- Task statement
The whole of the data is to be reproduced exactly.

(Records to use begins)

//! The three watcher collections and the id counter they share.

use std::rc::Rc;

use crate::types::{CanonicalPath, FileWatcherEventKind, IdAllocator, WatchId, WatchType};

use super::collection::{Subscribed, Unsubscribed, WatcherCollection};

/// Callback invoked for file watch events.
pub type FileWatcherCallback = Rc<dyn Fn(&str, FileWatcherEventKind)>;

/// Callback invoked for directory watch events. Directory notifications carry
/// no event kind.
pub type DirectoryWatcherCallback = Rc<dyn Fn(&str)>;

/// A callback together with the collection it belongs to.
#[derive(Clone)]
pub enum Subscriber {
    File(FileWatcherCallback),
    Directory {
        recursive: bool,
        callback: DirectoryWatcherCallback,
    },
}

impl Subscriber {
    pub fn watch_type(&self) -> WatchType {
        match self {
            Subscriber::File(_) => WatchType::File,
            Subscriber::Directory { recursive, .. } => WatchType::for_directory(*recursive),
        }
    }

    /// Value of the `recursive` field in the create notification.
    pub fn recursive(&self) -> Option<bool> {
        match self {
            Subscriber::File(_) => None,
            Subscriber::Directory { recursive, .. } => Some(*recursive),
        }
    }
}

impl std::fmt::Debug for Subscriber {
    fn fmt(&self, f: &mut std::fmt::Formatter<'_>) -> std::fmt::Result {
        write!(f, "Subscriber({})", self.watch_type())
    }
}

/// Counts of active watches, reported in logs and by the CLI.
#[derive(Debug, Clone, Copy, PartialEq, Eq, Default)]
pub struct WatchStats {
    pub files: usize,
    pub directories: usize,
    pub recursive_directories: usize,
    /// Number of ids handed out so far.
    pub allocated_ids: u64,
}

impl WatchStats {
    pub fn total(&self) -> usize {
        self.files + self.directories + self.recursive_directories
    }
}

/// All watch bookkeeping owned by one factory.
#[derive(Default)]
pub struct WatchRegistry {
    files: WatcherCollection<dyn Fn(&str, FileWatcherEventKind)>,
    directories: WatcherCollection<dyn Fn(&str)>,
    recursive_directories: WatcherCollection<dyn Fn(&str)>,
    ids: IdAllocator,
}

impl WatchRegistry {
    pub fn new() -> Self {
        Self::default()
    }

    /// Add a subscriber. `None` once the id space is exhausted.
    pub fn subscribe(&mut self, key: CanonicalPath, subscriber: &Subscriber) -> Option<Subscribed> {
        match subscriber {
            Subscriber::File(callback) => {
                self.files.subscribe(key, callback.clone(), &mut self.ids)
            }
            Subscriber::Directory {
                recursive,
                callback,
            } => {
                let collection = if *recursive {
                    &mut self.recursive_directories
                } else {
                    &mut self.directories
                };
                collection.subscribe(key, callback.clone(), &mut self.ids)
            }
        }
    }

    pub fn unsubscribe(
        &mut self,
        key: &CanonicalPath,
        id: WatchId,
        subscriber: &Subscriber,
    ) -> Unsubscribed {
        match subscriber {
            Subscriber::File(callback) => self.files.unsubscribe(key, id, callback),
            Subscriber::Directory {
                recursive,
                callback,
            } => self
                .directory_collection_mut(*recursive)
                .unsubscribe(key, id, callback),
        }
    }

    pub fn file_callbacks(&self, id: WatchId) -> Vec<FileWatcherCallback> {
        self.files.callbacks(id)
    }

    pub fn directory_callbacks(&self, id: WatchId, recursive: bool) -> Vec<DirectoryWatcherCallback> {
        if recursive {
            self.recursive_directories.callbacks(id)
        } else {
            self.directories.callbacks(id)
        }
    }

    pub fn has_file_callback(&self, id: WatchId, callback: &FileWatcherCallback) -> bool {
        self.files.is_subscribed(id, callback)
    }

    pub fn has_directory_callback(
        &self,
        id: WatchId,
        recursive: bool,
        callback: &DirectoryWatcherCallback,
    ) -> bool {
        if recursive {
            self.recursive_directories.is_subscribed(id, callback)
        } else {
            self.directories.is_subscribed(id, callback)
        }
    }

    /// Active id for a canonical path in the given collection.
    pub fn id_for(&self, watch_type: WatchType, key: &CanonicalPath) -> Option<WatchId> {
        match watch_type {
            WatchType::File => self.files.id_for(key),
            WatchType::Directory => self.directories.id_for(key),
            WatchType::RecursiveDirectory => self.recursive_directories.id_for(key),
        }
    }

    pub fn stats(&self) -> WatchStats {
        WatchStats {
            files: self.files.len(),
            directories: self.directories.len(),
            recursive_directories: self.recursive_directories.len(),
            allocated_ids: self.ids.allocated(),
        }
    }

    fn directory_collection_mut(&mut self, recursive: bool) -> &mut WatcherCollection<dyn Fn(&str)> {
        if recursive {
            &mut self.recursive_directories
        } else {
            &mut self.directories
        }
    }
}

#[cfg(test)]
mod tests {
    use super::*;

    fn dir(recursive: bool) -> Subscriber {
        Subscriber::Directory {
            recursive,
            callback: Rc::new(|_: &str| {}),
        }
    }

    #[test]
    fn test_counter_shared_across_collections() {
        let mut registry = WatchRegistry::new();
        let file = Subscriber::File(Rc::new(|_: &str, _: FileWatcherEventKind| {}));

        let a = registry.subscribe(CanonicalPath::new("/p"), &file).unwrap();
        let b = registry.subscribe(CanonicalPath::new("/p"), &dir(false)).unwrap();
        let c = registry.subscribe(CanonicalPath::new("/p"), &dir(true)).unwrap();

        assert_eq!(a.id.value(), 1);
        assert_eq!(b.id.value(), 2);
        assert_eq!(c.id.value(), 3);
        assert!(a.created && b.created && c.created);

        let stats = registry.stats();
        assert_eq!(stats.total(), 3);
        assert_eq!(stats.allocated_ids, 3);
    }

    #[test]
    fn test_recursive_and_flat_directories_are_isolated() {
        let mut registry = WatchRegistry::new();
        let flat = dir(false);
        let deep = dir(true);

        let flat_id = registry.subscribe(CanonicalPath::new("/d"), &flat).unwrap().id;
        let deep_id = registry.subscribe(CanonicalPath::new("/d"), &deep).unwrap().id;

        assert_ne!(flat_id, deep_id);
        assert_eq!(registry.directory_callbacks(flat_id, false).len(), 1);
        assert!(registry.directory_callbacks(flat_id, true).is_empty());
        assert!(registry.directory_callbacks(deep_id, false).is_empty());

        assert_eq!(
            registry.unsubscribe(&CanonicalPath::new("/d"), flat_id, &flat),
            Unsubscribed::Released
        );
        assert_eq!(
            registry.id_for(WatchType::RecursiveDirectory, &CanonicalPath::new("/d")),
            Some(deep_id)
        );
    }

    #[test]
    fn test_subscriber_watch_type() {
        assert_eq!(dir(true).watch_type(), WatchType::RecursiveDirectory);
        assert_eq!(dir(false).recursive(), Some(false));
        let file = Subscriber::File(Rc::new(|_: &str, _: FileWatcherEventKind| {}));
        assert_eq!(file.watch_type(), WatchType::File);
        assert_eq!(file.recursive(), None);
    }
}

(Records to use ends)

- Result of the exercise
//! The three watcher collections and the id counter they share.

use std::rc::Rc;

use crate::types::{CanonicalPath, FileWatcherEventKind, IdAllocator, WatchId, WatchType};

use super::collection::{Subscribed, Unsubscribed, WatcherCollection};

/// Callback invoked for file watch events.
pub type FileWatcherCallback = Rc<dyn Fn(&str, FileWatcherEventKind)>;

/// Callback invoked for directory watch events. Directory notifications carry
/// no event kind.
pub type DirectoryWatcherCallback = Rc<dyn Fn(&str)>;

/// A callback together with the collection it belongs to.
#[derive(Clone)]
pub enum Subscriber {
    File(FileWatcherCallback),
    Directory {
        recursive: bool,
        callback: DirectoryWatcherCallback,
    },
}

impl Subscriber {
    pub fn watch_type(&self) -> WatchType {
        match self {
            Subscriber::File(_) => WatchType::File,
            Subscriber::Directory { recursive, .. } => WatchType::for_directory(*recursive),
        }
    }

    /// Value of the `recursive` field in the create notification.
    pub fn recursive(&self) -> Option<bool> {
        match self {
            Subscriber::File(_) => None,
            Subscriber::Directory { recursive, .. } => Some(*recursive),
        }
    }
}

impl std::fmt::Debug for Subscriber {
    fn fmt(&self, f: &mut std::fmt::Formatter<'_>) -> std::fmt::Result {
        write!(f, "Subscriber({})", self.watch_type())
    }
}

/// Counts of active watches, reported in logs and by the CLI.
#[derive(Debug, Clone, Copy, PartialEq, Eq, Default)]
pub struct WatchStats {
    pub files: usize,
    pub directories: usize,
    pub recursive_directories: usize,
    /// Number of ids handed out so far.
    pub allocated_ids: u64,
}

impl WatchStats {
    pub fn total(&self) -> usize {
        self.files + self.directories + self.recursive_directories
    }
}

/// All watch bookkeeping owned by one factory.
#[derive(Default)]
pub struct WatchRegistry {
    files: WatcherCollection<dyn Fn(&str, FileWatcherEventKind)>,
    directories: WatcherCollection<dyn Fn(&str)>,
    recursive_directories: WatcherCollection<dyn Fn(&str)>,
    ids: IdAllocator,
}

impl WatchRegistry {
    pub fn new() -> Self {
        Self::default()
    }

    /// Add a subscriber. `None` once the id space is exhausted.
    pub fn subscribe(&mut self, key: CanonicalPath, subscriber: &Subscriber) -> Option<Subscribed> {
        match subscriber {
            Subscriber::File(callback) => {
                self.files.subscribe(key, callback.clone(), &mut self.ids)
            }
            Subscriber::Directory {
                recursive,
                callback,
            } => {
                let collection = if *recursive {
                    &mut self.recursive_directories
                } else {
                    &mut self.directories
                };
                collection.subscribe(key, callback.clone(), &mut self.ids)
            }
        }
    }

    pub fn unsubscribe(
        &mut self,
        key: &CanonicalPath,
        id: WatchId,
        subscriber: &Subscriber,
    ) -> Unsubscribed {
        match subscriber {
            Subscriber::File(callback) => self.files.unsubscribe(key, id, callback),
            Subscriber::Directory {
                recursive,
                callback,
            } => self
                .directory_collection_mut(*recursive)
                .unsubscribe(key, id, callback),
        }
    }

    pub fn file_callbacks(&self, id: WatchId) -> Vec<FileWatcherCallback> {
        self.files.callbacks(id)
    }

    pub fn directory_callbacks(&self, id: WatchId, recursive: bool) -> Vec<DirectoryWatcherCallback> {
        if recursive {
            self.recursive_directories.callbacks(id)
        } else {
            self.directories.callbacks(id)
        }
    }

    pub fn has_file_callback(&self, id: WatchId, callback: &FileWatcherCallback) -> bool {
        self.files.is_subscribed(id, callback)
    }

    pub fn has_directory_callback(
        &self,
        id: WatchId,
        recursive: bool,
        callback: &DirectoryWatcherCallback,
    ) -> bool {
        if recursive {
            self.recursive_directories.is_subscribed(id, callback)
        } else {
            self.directories.is_subscribed(id, callback)
        }
    }

    /// Active id for a canonical path in the given collection.
    pub fn id_for(&self, watch_type: WatchType, key: &CanonicalPath) -> Option<WatchId> {
        match watch_type {
            WatchType::File => self.files.id_for(key),
            WatchType::Directory => self.directories.id_for(key),
            WatchType::RecursiveDirectory => self.recursive_directories.id_for(key),
        }
    }

    pub fn stats(&self) -> WatchStats {
        WatchStats {
            files: self.files.len(),
            directories: self.directories.len(),
            recursive_directories: self.recursive_directories.len(),
            allocated_ids: self.ids.allocated(),
        }
    }

    fn directory_collection_mut(&mut self, recursive: bool) -> &mut WatcherCollection<dyn Fn(&str)> {
        if recursive {
            &mut self.recursive_directories
        } else {
            &mut self.directories
        }
    }
}

#[cfg(test)]
mod tests {
    use super::*;

    fn dir(recursive: bool) -> Subscriber {
        Subscriber::Directory {
            recursive,
            callback: Rc::new(|_: &str| {}),
        }
    }

    #[test]
    fn test_counter_shared_across_collections() {
        let mut registry = WatchRegistry::new();
        let file = Subscriber::File(Rc::new(|_: &str, _: FileWatcherEventKind| {}));

        let a = registry.subscribe(CanonicalPath::new("/p"), &file).unwrap();
        let b = registry.subscribe(CanonicalPath::new("/p"), &dir(false)).unwrap();
        let c = registry.subscribe(CanonicalPath::new("/p"), &dir(true)).unwrap();

        assert_eq!(a.id.value(), 1);
        assert_eq!(b.id.value(), 2);
        assert_eq!(c.id.value(), 3);
        assert!(a.created && b.created && c.created);

        let stats = registry.stats();
        assert_eq!(stats.total(), 3);
        assert_eq!(stats.allocated_ids, 3);
    }

    #[test]
    fn test_recursive_and_flat_directories_are_isolated() {
        let mut registry = WatchRegistry::new();
        let flat = dir(false);
        let deep = dir(true);

        let flat_id = registry.subscribe(CanonicalPath::new("/d"), &flat).unwrap().id;
        let deep_id = registry.subscribe(CanonicalPath::new("/d"), &deep).unwrap().id;

        assert_ne!(flat_id, deep_id);
        assert_eq!(registry.directory_callbacks(flat_id, false).len(), 1);
        assert!(registry.directory_callbacks(flat_id, true).is_empty());
        assert!(registry.directory_callbacks(deep_id, false).is_empty());

        assert_eq!(
            registry.unsubscribe(&CanonicalPath::new("/d"), flat_id, &flat),
            Unsubscribed::Released
        );
        assert_eq!(
            registry.id_for(WatchType::RecursiveDirectory, &CanonicalPath::new("/d")),
            Some(deep_id)
        );
    }

    #[test]
    fn test_subscriber_watch_type() {
        assert_eq!(dir(true).watch_type(), WatchType::RecursiveDirectory);
        assert_eq!(dir(false).recursive(), Some(false));
        let file = Subscriber::File(Rc::new(|_: &str, _: FileWatcherEventKind| {}));
        assert_eq!(file.watch_type(), WatchType::File);
        assert_eq!(file.recursive(), None);
    }
}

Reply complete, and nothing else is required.